Materials
=========

This page will list all the functions and classes related to the materials that are used in the code.

Functions
---------

.. function:: cross_section(Z, nrj) 

    :param Z: An array of atomic numbers.
    :type Z: 1xN double
    :param nrj: The photon energy.
    :type nrj: Mx1 double

    Given an array of atomic numbers and a set of photon energies, this function returns the Compton cross section for each element in the array. The method is taken from `Geant4 Compton Scattering <https://geant4-userdoc.web.cern.ch/UsersGuides/PhysicsReferenceManual/html/electromagnetic/gamma_incident/compton/compton.html>`_, has been translated to MATLAB, and extended to use arrays of atomic numbers. 
    The photon energy does not need to be a column vector, and could be a row vector, but the array of atomic numbers must be a row vector.

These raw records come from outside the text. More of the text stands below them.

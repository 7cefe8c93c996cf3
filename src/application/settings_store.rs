// Persisted chart settings
use crate::domain::settings::ChartSettings;
use std::sync::Mutex;

pub trait SettingsStore: Send + Sync {
    fn load(&self) -> ChartSettings;

    fn save(&self, settings: &ChartSettings);
}

/// Keeps settings for the lifetime of the process
#[derive(Debug, Default)]
pub struct MemorySettingsStore {
    settings: Mutex<ChartSettings>,
}

impl MemorySettingsStore {
    pub fn new(settings: ChartSettings) -> Self {
        Self {
            settings: Mutex::new(settings),
        }
    }
}

impl SettingsStore for MemorySettingsStore {
    fn load(&self) -> ChartSettings {
        match self.settings.lock() {
            Ok(guard) => guard.clone(),
            Err(poisoned) => poisoned.into_inner().clone(),
        }
    }

    fn save(&self, settings: &ChartSettings) {
        match self.settings.lock() {
            Ok(mut guard) => *guard = settings.clone(),
            Err(poisoned) => *poisoned.into_inner() = settings.clone(),
        }
    }
}

#[cfg(test)]
mod tests {
    use super::*;

    #[test]
    fn test_save_then_load() {
        let store = MemorySettingsStore::default();
        let mut settings = store.load();
        assert_eq!(settings, ChartSettings::default());

        settings.selected_machine = Some(7);
        store.save(&settings);
        assert_eq!(store.load().selected_machine, Some(7));
    }
}
// Fetch orchestrator - session actor that owns settings, selection and chart renderers
//
// Every input (user change, timer, fetch result) arrives as a message and is handled to
// completion before the next one, so selection repair always runs in the same step as
// the mutation that caused it. Fetches run as spawned tasks and report back through the
// same channel; each carries a per-target sequence number and only the latest one is
// applied.
use crate::application::chart_renderer::{PaneId, RendererFactory, RendererRegistry};
use crate::application::debounce::Debouncer;
use crate::application::json_loader::{load_typed, JsonLoader, LoadError, Notification, Notifier};
use crate::application::selection::{FetchRound, SelectionEvent, SelectionStateMachine};
use crate::application::settings_store::SettingsStore;
use crate::domain::chart_data::LineChartDataManager;
use crate::domain::model::{InfoResponse, Machine, MachineId, Metrics};
use crate::domain::query::{grouped_metrics_url, info_url, line_metrics_url};
use crate::domain::settings::{AggregationOperator, ChartSettings};
use serde::de::DeserializeOwned;
use serde_json::Value;
use std::collections::HashMap;
use std::sync::Arc;
use std::time::Duration;
use tokio::sync::{mpsc, oneshot};

pub const INFO_DEBOUNCE: Duration = Duration::from_millis(1000);
pub const QUANTILE_DEBOUNCE: Duration = Duration::from_millis(300);

#[derive(Debug, Clone, Copy)]
pub struct Timings {
    /// Quiet period after the last server URL edit before `/info` is requested
    pub info_debounce: Duration,
    /// Quiet period after the last quantile edit before clustered data is reloaded
    pub quantile_debounce: Duration,
}

impl Default for Timings {
    fn default() -> Self {
        Self {
            info_debounce: INFO_DEBOUNCE,
            quantile_debounce: QUANTILE_DEBOUNCE,
        }
    }
}

#[derive(Debug, Clone, PartialEq)]
pub enum SettingsChange {
    ServerUrl(String),
    Product(Option<String>),
    Machine(Option<MachineId>),
    AggregationOperator(Option<AggregationOperator>),
    Quantile(f64),
    ShowScrollbarXPreview(bool),
}

#[derive(Debug, Clone, PartialEq)]
pub struct SessionSnapshot {
    pub settings: ChartSettings,
    pub products: Vec<String>,
    pub machines: Vec<Machine>,
    pub is_fetching: bool,
    /// A server URL edit is waiting out its quiet period
    pub info_reload_pending: bool,
}

#[derive(Debug, Clone, Copy, PartialEq, Eq, Hash)]
enum DebounceKey {
    LoadInfo,
    ReloadClustered,
}

#[derive(Debug, Clone, Copy, PartialEq, Eq, Hash)]
enum FetchTarget {
    Info,
    LineMetrics,
    Clustered(PaneId),
}

enum Message {
    Mount,
    Reload,
    Change(SettingsChange),
    Snapshot(oneshot::Sender<SessionSnapshot>),
    Teardown(oneshot::Sender<()>),
    DebounceFired {
        key: DebounceKey,
        generation: u64,
    },
    InfoLoaded {
        seq: u64,
        result: Result<Option<InfoResponse>, LoadError>,
    },
    LineMetricsLoaded {
        seq: u64,
        info: InfoResponse,
        result: Result<Option<Vec<Metrics>>, LoadError>,
    },
    ClusteredLoaded {
        pane: PaneId,
        seq: u64,
        result: Result<Option<Value>, LoadError>,
    },
}

/// Latest issued sequence number per fetch target
#[derive(Debug, Default)]
struct FetchSequences {
    latest: HashMap<FetchTarget, u64>,
}

impl FetchSequences {
    fn issue(&mut self, target: FetchTarget) -> u64 {
        let seq = self.latest.entry(target).or_insert(0);
        *seq += 1;
        *seq
    }

    fn is_latest(&self, target: FetchTarget, seq: u64) -> bool {
        self.latest.get(&target) == Some(&seq)
    }
}

/// Cloneable handle to a running session
#[derive(Clone)]
pub struct SessionHandle {
    tx: mpsc::Sender<Message>,
}

impl SessionHandle {
    async fn send(&self, message: Message) -> anyhow::Result<()> {
        self.tx
            .send(message)
            .await
            .map_err(|_| anyhow::anyhow!("chart session is closed"))
    }

    /// Initial load: requests `/info` right away if a server URL is configured
    pub async fn mount(&self) -> anyhow::Result<()> {
        self.send(Message::Mount).await
    }

    pub async fn reload(&self) -> anyhow::Result<()> {
        self.send(Message::Reload).await
    }

    pub async fn change(&self, change: SettingsChange) -> anyhow::Result<()> {
        self.send(Message::Change(change)).await
    }

    pub async fn snapshot(&self) -> anyhow::Result<SessionSnapshot> {
        let (reply, rx) = oneshot::channel();
        self.send(Message::Snapshot(reply)).await?;
        Ok(rx.await?)
    }

    /// Disposes every renderer and stops the session
    pub async fn teardown(&self) -> anyhow::Result<()> {
        let (reply, rx) = oneshot::channel();
        self.send(Message::Teardown(reply)).await?;
        Ok(rx.await?)
    }
}

pub struct FetchOrchestrator {
    settings: ChartSettings,
    store: Arc<dyn SettingsStore>,
    selection: SelectionStateMachine,
    renderers: RendererRegistry,
    loader: Arc<dyn JsonLoader>,
    notifier: Arc<dyn Notifier>,
    debouncer: Debouncer<DebounceKey>,
    sequences: FetchSequences,
    timings: Timings,
    is_fetching: bool,
    tx: mpsc::WeakSender<Message>,
}

impl FetchOrchestrator {
    /// Starts the session task and returns its handle
    pub fn spawn(
        store: Arc<dyn SettingsStore>,
        loader: Arc<dyn JsonLoader>,
        notifier: Arc<dyn Notifier>,
        renderer_factory: Arc<dyn RendererFactory>,
        timings: Timings,
    ) -> SessionHandle {
        let (tx, rx) = mpsc::channel(100);
        let orchestrator = Self {
            settings: store.load(),
            store,
            selection: SelectionStateMachine::new(),
            renderers: RendererRegistry::new(renderer_factory),
            loader,
            notifier,
            debouncer: Debouncer::new(),
            sequences: FetchSequences::default(),
            timings,
            is_fetching: false,
            tx: tx.downgrade(),
        };
        tokio::spawn(orchestrator.run(rx));
        SessionHandle { tx }
    }

    async fn run(mut self, mut rx: mpsc::Receiver<Message>) {
        while let Some(message) = rx.recv().await {
            let stop = matches!(message, Message::Teardown(_));
            self.handle(message);
            if stop {
                break;
            }
        }
        tracing::debug!("Chart session stopped");
    }

    fn handle(&mut self, message: Message) {
        match message {
            Message::Mount | Message::Reload => {
                if !self.settings.server_url.is_empty() {
                    self.load_info();
                }
            }
            Message::Change(change) => {
                self.apply_change(change);
                self.store.save(&self.settings);
            }
            Message::Snapshot(reply) => {
                let _ = reply.send(self.snapshot());
            }
            Message::Teardown(reply) => {
                self.teardown();
                let _ = reply.send(());
            }
            Message::DebounceFired { key, generation } => {
                if !self.debouncer.complete(&key, generation) {
                    return;
                }
                match key {
                    DebounceKey::LoadInfo => self.load_info(),
                    DebounceKey::ReloadClustered => self.reload_clustered_if_possible(),
                }
            }
            Message::InfoLoaded { seq, result } => {
                if !self.is_current(FetchTarget::Info, seq) {
                    return;
                }
                self.is_fetching = false;
                match result {
                    Ok(Some(info)) => {
                        let round = self
                            .selection
                            .dispatch(&mut self.settings, SelectionEvent::InfoArrived(info));
                        self.store.save(&self.settings);
                        self.load_round(round);
                    }
                    Ok(None) => tracing::debug!("No info yet"),
                    Err(e) => self.report(e),
                }
            }
            Message::LineMetricsLoaded { seq, info, result } => {
                if !self.is_current(FetchTarget::LineMetrics, seq) {
                    return;
                }
                match result {
                    Ok(Some(metrics)) => {
                        tracing::debug!("Rendering {} runs", metrics.len());
                        let data = LineChartDataManager::new(metrics, &info);
                        self.renderers.render_line_charts(&data, &self.settings);
                    }
                    Ok(None) => {}
                    Err(e) => self.report(e),
                }
            }
            Message::ClusteredLoaded { pane, seq, result } => {
                if !self.is_current(FetchTarget::Clustered(pane), seq) {
                    return;
                }
                match result {
                    Ok(Some(data)) => self.renderers.set_clustered_data(pane, data),
                    Ok(None) => {}
                    Err(e) => self.report(e),
                }
            }
        }
    }

    fn apply_change(&mut self, change: SettingsChange) {
        match change {
            SettingsChange::ServerUrl(url) => {
                if self.settings.server_url == url {
                    return;
                }
                let schedule = !url.is_empty();
                self.settings.server_url = url;
                if schedule {
                    self.schedule(DebounceKey::LoadInfo, self.timings.info_debounce);
                }
            }
            SettingsChange::Product(product) => {
                let round = self.selection.select_product(&mut self.settings, product);
                self.load_round(round);
            }
            SettingsChange::Machine(machine) => {
                let round = self.selection.select_machine(&mut self.settings, machine);
                self.load_round(round);
            }
            SettingsChange::AggregationOperator(operator) => {
                if self.settings.aggregation_operator == operator {
                    return;
                }
                self.settings.aggregation_operator = operator;
                if operator.is_some() {
                    self.reload_clustered_if_possible();
                }
            }
            SettingsChange::Quantile(quantile) => {
                if self.settings.quantile == quantile {
                    return;
                }
                self.settings.quantile = quantile;
                self.schedule(DebounceKey::ReloadClustered, self.timings.quantile_debounce);
            }
            SettingsChange::ShowScrollbarXPreview(show) => {
                if self.settings.show_scrollbar_x_preview == show {
                    return;
                }
                self.settings.show_scrollbar_x_preview = show;
                self.renderers.scrollbar_x_preview_option_changed(show);
            }
        }
    }

    fn schedule(&mut self, key: DebounceKey, delay: Duration) {
        let Some(tx) = self.tx.upgrade() else {
            return;
        };
        self.debouncer.schedule(key, delay, move |generation| async move {
            let _ = tx.send(Message::DebounceFired { key, generation }).await;
        });
    }

    fn is_current(&self, target: FetchTarget, seq: u64) -> bool {
        let current = self.sequences.is_latest(target, seq);
        if !current {
            tracing::warn!("Dropping stale response for {:?} (#{})", target, seq);
        }
        current
    }

    fn load_info(&mut self) {
        let seq = self.sequences.issue(FetchTarget::Info);
        self.is_fetching = true;
        let url = info_url(&self.settings.server_url);
        self.spawn_load::<InfoResponse, _>(url, move |result| Message::InfoLoaded { seq, result });
    }

    fn load_round(&mut self, round: Option<FetchRound>) {
        if let Some(FetchRound { product, machine }) = round {
            self.load_clustered(&product, machine);
            self.load_line_metrics(&product, machine);
        }
    }

    fn reload_clustered_if_possible(&mut self) {
        let (Some(product), Some(machine)) = (self.settings.product(), self.settings.selected_machine)
        else {
            return;
        };
        let product = product.to_string();
        self.load_clustered(&product, machine);
    }

    fn load_clustered(&mut self, product: &str, machine: MachineId) {
        for pane in PaneId::CLUSTERED {
            let seq = self.sequences.issue(FetchTarget::Clustered(pane));
            let url = grouped_metrics_url(
                &self.settings.server_url,
                product,
                machine,
                self.settings.aggregation_operator,
                self.settings.quantile,
                pane.is_instant(),
            );
            self.spawn_load::<Value, _>(url, move |result| Message::ClusteredLoaded { pane, seq, result });
        }
    }

    fn load_line_metrics(&mut self, product: &str, machine: MachineId) {
        let Some(info) = self.selection.info().cloned() else {
            tracing::debug!("Info is not loaded yet, skipping line metrics");
            return;
        };
        let seq = self.sequences.issue(FetchTarget::LineMetrics);
        let url = line_metrics_url(&self.settings.server_url, product, machine);
        self.spawn_load::<Vec<Metrics>, _>(url, move |result| Message::LineMetricsLoaded { seq, info, result });
    }

    fn spawn_load<T, F>(&self, url: String, into_message: F)
    where
        T: DeserializeOwned + Send + 'static,
        F: FnOnce(Result<Option<T>, LoadError>) -> Message + Send + 'static,
    {
        let Some(tx) = self.tx.upgrade() else {
            return;
        };
        tracing::debug!("Loading {}", url);
        let loader = self.loader.clone();
        let notifier = self.notifier.clone();
        tokio::spawn(async move {
            let result = load_typed::<T>(loader.as_ref(), &url, notifier.as_ref()).await;
            let _ = tx.send(into_message(result)).await;
        });
    }

    fn report(&self, error: LoadError) {
        tracing::error!("{}", error);
        self.notifier
            .notify(Notification::error("Cannot load data", error.to_string()));
    }

    fn snapshot(&self) -> SessionSnapshot {
        SessionSnapshot {
            settings: self.settings.clone(),
            products: self.selection.products().to_vec(),
            machines: self.selection.machines().to_vec(),
            is_fetching: self.is_fetching,
            info_reload_pending: self.debouncer.is_pending(&DebounceKey::LoadInfo),
        }
    }

    fn teardown(&mut self) {
        tracing::debug!("Tearing down chart session with {} renderers", self.renderers.len());
        self.debouncer.cancel_all();
        self.renderers.dispose_all();
    }
}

    :returns: **cs** -- an array containing the Compton cross section for each ``Z`` at each energy in ``nrj``. 
    :rtype: :class:`Mx1 double`


.. function:: photon_attenuation(Z, fracs, density, nrj)

    :param Z: An array of atomic numbers.
    :type Z: 1xN double
    :param fracs: An array of mass fractions.
    :type fracs: 1xN double
    :param density: The density of the material.
    :type density: double
    :param nrj: The photon energies.
    :type nrj: 1xM double

    The arrays ``Z`` and ``fracs`` must be the same size. This function is based on `PhotonAttenuation <https://uk.mathworks.com/matlabcentral/fileexchange/12092-photonattenuation>`_ package available on the MATLAB File Exchange, but has been heavily reduced in size and simplified for the purposes of this code. The function is not directly used in the code, but is converted to a MEX file using `MATLAB Coder <https://uk.mathworks.com/products/matlab-coder.html>`_, which is then used in the code.

    :returns: **att** -- The linear attenuation coefficient for the material at each energy in ``nrj``.
    :rtype: :class:`1xM double`

.. function:: get_photon_attenuation(Z)

    :param Z: An array of atomic numbers.
    :type Z: 1xN double

    Given an array of atomic numbers, this function returns a gridded interpolant of the attenuation coefficients for the elements in the array. This function is significantly faster than the :func:`photon_attenuation` function, when run in MATLAB, as it only needs to be run once for each element in the array. However, the gridded interpolant is a large object and so is not suitable for use in the MEX file, if parallel processing is to be used.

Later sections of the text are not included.